__Assignment__
Within the records below, find each line that holds the string "Result", then copy it.

__Collection entries__
_____

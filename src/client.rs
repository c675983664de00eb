//! Typed operations over the FCC data API.

use std::collections::BTreeMap;

use log::warn;
use serde_json::Value;

use crate::envelope::{self, Record};
use crate::transport::{ParamValue, Params, Transport};
use crate::{BlockingTransport, ClientError, Endpoint, Lookup};

/// Root of the FCC public data API.
pub const DEFAULT_BASE_URL: &str = "http://data.fcc.gov";

const ACCEPT_JSON: &str = "Accept: application/json";
const LICENSE_PAGE_SIZE: i64 = 1000;

/// Blocking client for the FCC public data API.
///
/// Every operation returns a [`Lookup`]: [`Lookup::Unavailable`] when the
/// service could not be reached or answered with something that is not JSON,
/// [`Lookup::Empty`] when the response lacks the expected data, and
/// [`Lookup::Found`] otherwise. Operations never return errors or panic.
///
/// The transport is generic so tests can substitute their own; see
/// [`Self::with_transport`].
#[derive(Clone, Debug)]
pub struct ApiClient<T = BlockingTransport> {
    transport: T,
}

impl ApiClient {
    /// Creates a client for [`DEFAULT_BASE_URL`].
    pub fn new() -> Result<Self, ClientError> {
        Self::with_base_url(DEFAULT_BASE_URL)
    }

    /// Creates a client with an explicit base URL.
    pub fn with_base_url(base_url: impl AsRef<str>) -> Result<Self, ClientError> {
        Ok(Self::with_transport(BlockingTransport::new(base_url)?))
    }
}

impl<T: Transport> ApiClient<T> {
    /// Creates a client sending through an existing transport.
    pub fn with_transport(transport: T) -> Self {
        Self { transport }
    }

    pub fn transport(&self) -> &T {
        &self.transport
    }

    /// Broadband speed test summary for the county containing a point.
    ///
    /// Fields include `wirelineMaxDownload`, `wirelessAvgUpload`,
    /// `wirelineTests` and `wirelessTests`.
    pub fn find_speed_test(
        &self,
        latitude: impl Into<ParamValue>,
        longitude: impl Into<ParamValue>,
    ) -> Lookup<Record> {
        self.call(
            Endpoint::SpeedTest,
            coordinates(latitude, longitude),
            envelope::speed_test_county,
        )
    }

    /// Census block, county and state FIPS codes for a point.
    ///
    /// The record holds exactly the `Block`, `County` and `State` entries
    /// present in the response.
    pub fn find_census_block(
        &self,
        latitude: impl Into<ParamValue>,
        longitude: impl Into<ParamValue>,
    ) -> Lookup<Record> {
        self.call(
            Endpoint::CensusBlock,
            coordinates(latitude, longitude),
            envelope::census_block,
        )
    }

    /// Companies filed under a state, keyed by FRN.
    pub fn get_frn_list(
        &self,
        state_code: &str,
        multi_states: Option<&str>,
    ) -> Lookup<BTreeMap<String, Record>> {
        let mut params = Params::from([param("stateCode", state_code)]);
        insert_optional(&mut params, "multiStates", multi_states);
        self.call(Endpoint::FrnList, params, envelope::frn_list)
    }

    /// Registration details for one FRN.
    pub fn get_frn_info(&self, frn: &str) -> Lookup<Record> {
        self.call(
            Endpoint::FrnInfo,
            Params::from([param("frn", frn)]),
            envelope::frn_info,
        )
    }

    /// Up to 1000 licenses matching a free-text search.
    pub fn get_licenses(&self, query: &str) -> Lookup<Vec<Record>> {
        let params = Params::from([
            param("searchValue", query),
            param("pageSize", LICENSE_PAGE_SIZE),
        ]);
        self.call(Endpoint::Licenses, params, envelope::licenses)
    }

    /// License counts per licensee common name.
    pub fn get_license_common_names(
        &self,
        common_name: Option<&str>,
        limit: Option<u32>,
    ) -> Lookup<Vec<Record>> {
        self.stats(Endpoint::LicenseCommonNames, common_name, limit)
    }

    /// License counts per status (`Active`, `Expired`, ...).
    pub fn get_license_statuses(
        &self,
        common_name: Option<&str>,
        limit: Option<u32>,
    ) -> Lookup<Vec<Record>> {
        self.stats(Endpoint::LicenseStatuses, common_name, limit)
    }

    /// License counts per radio service category.
    pub fn get_license_categories(
        &self,
        common_name: Option<&str>,
        limit: Option<u32>,
    ) -> Lookup<Vec<Record>> {
        self.stats(Endpoint::LicenseCategories, common_name, limit)
    }

    /// License counts per entity type.
    pub fn get_license_entities(&self) -> Lookup<Vec<Record>> {
        self.stats(Endpoint::LicenseEntities, None, None)
    }

    /// Upcoming renewals per month (`statDesc` is `YYYYMM`).
    pub fn get_license_renewals(&self, common_name: Option<&str>) -> Lookup<Vec<Record>> {
        self.stats(Endpoint::LicenseRenewals, common_name, None)
    }

    /// Licenses issued per year.
    pub fn get_license_issued(&self, common_name: Option<&str>) -> Lookup<Vec<Record>> {
        self.stats(Endpoint::LicenseIssued, common_name, None)
    }

    /// Fetches and decodes the raw envelope of an endpoint.
    ///
    /// `format=json` is always added to `params`. Returns `None` when the
    /// transport produced no body or the body is not JSON.
    pub fn fetch_envelope(&self, endpoint: Endpoint, mut params: Params) -> Option<Value> {
        params.insert("format".to_owned(), "json".into());
        let body = self
            .transport
            .get(endpoint.path(), params, &[ACCEPT_JSON])?;

        match decode(&body) {
            Ok(Value::Null) => None,
            Ok(envelope) => Some(envelope),
            Err(err) => {
                warn!("{endpoint}: discarding response body: {err}");
                None
            }
        }
    }

    fn call<R>(
        &self,
        endpoint: Endpoint,
        params: Params,
        extract: impl FnOnce(Value) -> Lookup<R>,
    ) -> Lookup<R> {
        self.fetch_envelope(endpoint, params)
            .map_or(Lookup::Unavailable, extract)
    }

    fn stats(
        &self,
        endpoint: Endpoint,
        common_name: Option<&str>,
        limit: Option<u32>,
    ) -> Lookup<Vec<Record>> {
        let mut params = Params::new();
        insert_optional(&mut params, "commonName", common_name);
        insert_optional(&mut params, "limit", limit);
        self.call(endpoint, params, envelope::stats)
    }
}

fn decode(body: &str) -> Result<Value, ClientError> {
    Ok(serde_json::from_str(body)?)
}

fn param(key: &str, value: impl Into<ParamValue>) -> (String, ParamValue) {
    (key.to_owned(), value.into())
}

fn coordinates(latitude: impl Into<ParamValue>, longitude: impl Into<ParamValue>) -> Params {
    Params::from([param("latitude", latitude), param("longitude", longitude)])
}

fn insert_optional<V: Into<ParamValue>>(params: &mut Params, key: &str, value: Option<V>) {
    if let Some(value) = value {
        params.insert(key.to_owned(), value.into());
    }
}

#[cfg(test)]
mod tests {
    use super::{ApiClient, DEFAULT_BASE_URL, coordinates, decode, insert_optional};
    use crate::ClientError;
    use crate::transport::{ParamValue, Params};

    #[test]
    fn default_client_targets_fcc_host() {
        let client = ApiClient::new().expect("default url is valid");
        assert_eq!(client.transport().base_url(), DEFAULT_BASE_URL);
    }

    #[test]
    fn rejects_invalid_base_url() {
        assert!(matches!(
            ApiClient::with_base_url("not a url"),
            Err(ClientError::InvalidBaseUrl(_))
        ));
    }

    #[test]
    fn coordinates_accept_text_and_numbers() {
        let params = coordinates(37.4, "-122.1");
        assert_eq!(params["latitude"], ParamValue::Float(37.4));
        assert_eq!(params["longitude"], ParamValue::from("-122.1"));
    }

    #[test]
    fn optional_params_are_omitted_when_absent() {
        let mut params = Params::new();
        insert_optional::<&str>(&mut params, "commonName", None);
        insert_optional(&mut params, "limit", Some(5_u32));
        assert!(!params.contains_key("commonName"));
        assert_eq!(params["limit"], ParamValue::Integer(5));
    }

    #[test]
    fn decode_reports_malformed_json() {
        assert!(matches!(decode("<html>"), Err(ClientError::Json(_))));
        assert!(decode("{\"Info\":{}}").is_ok());
    }
}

_____

__Exercise output__
    pub fn new() -> Result<Self, ClientError> {
    pub fn with_base_url(base_url: impl AsRef<str>) -> Result<Self, ClientError> {
fn decode(body: &str) -> Result<Value, ClientError> {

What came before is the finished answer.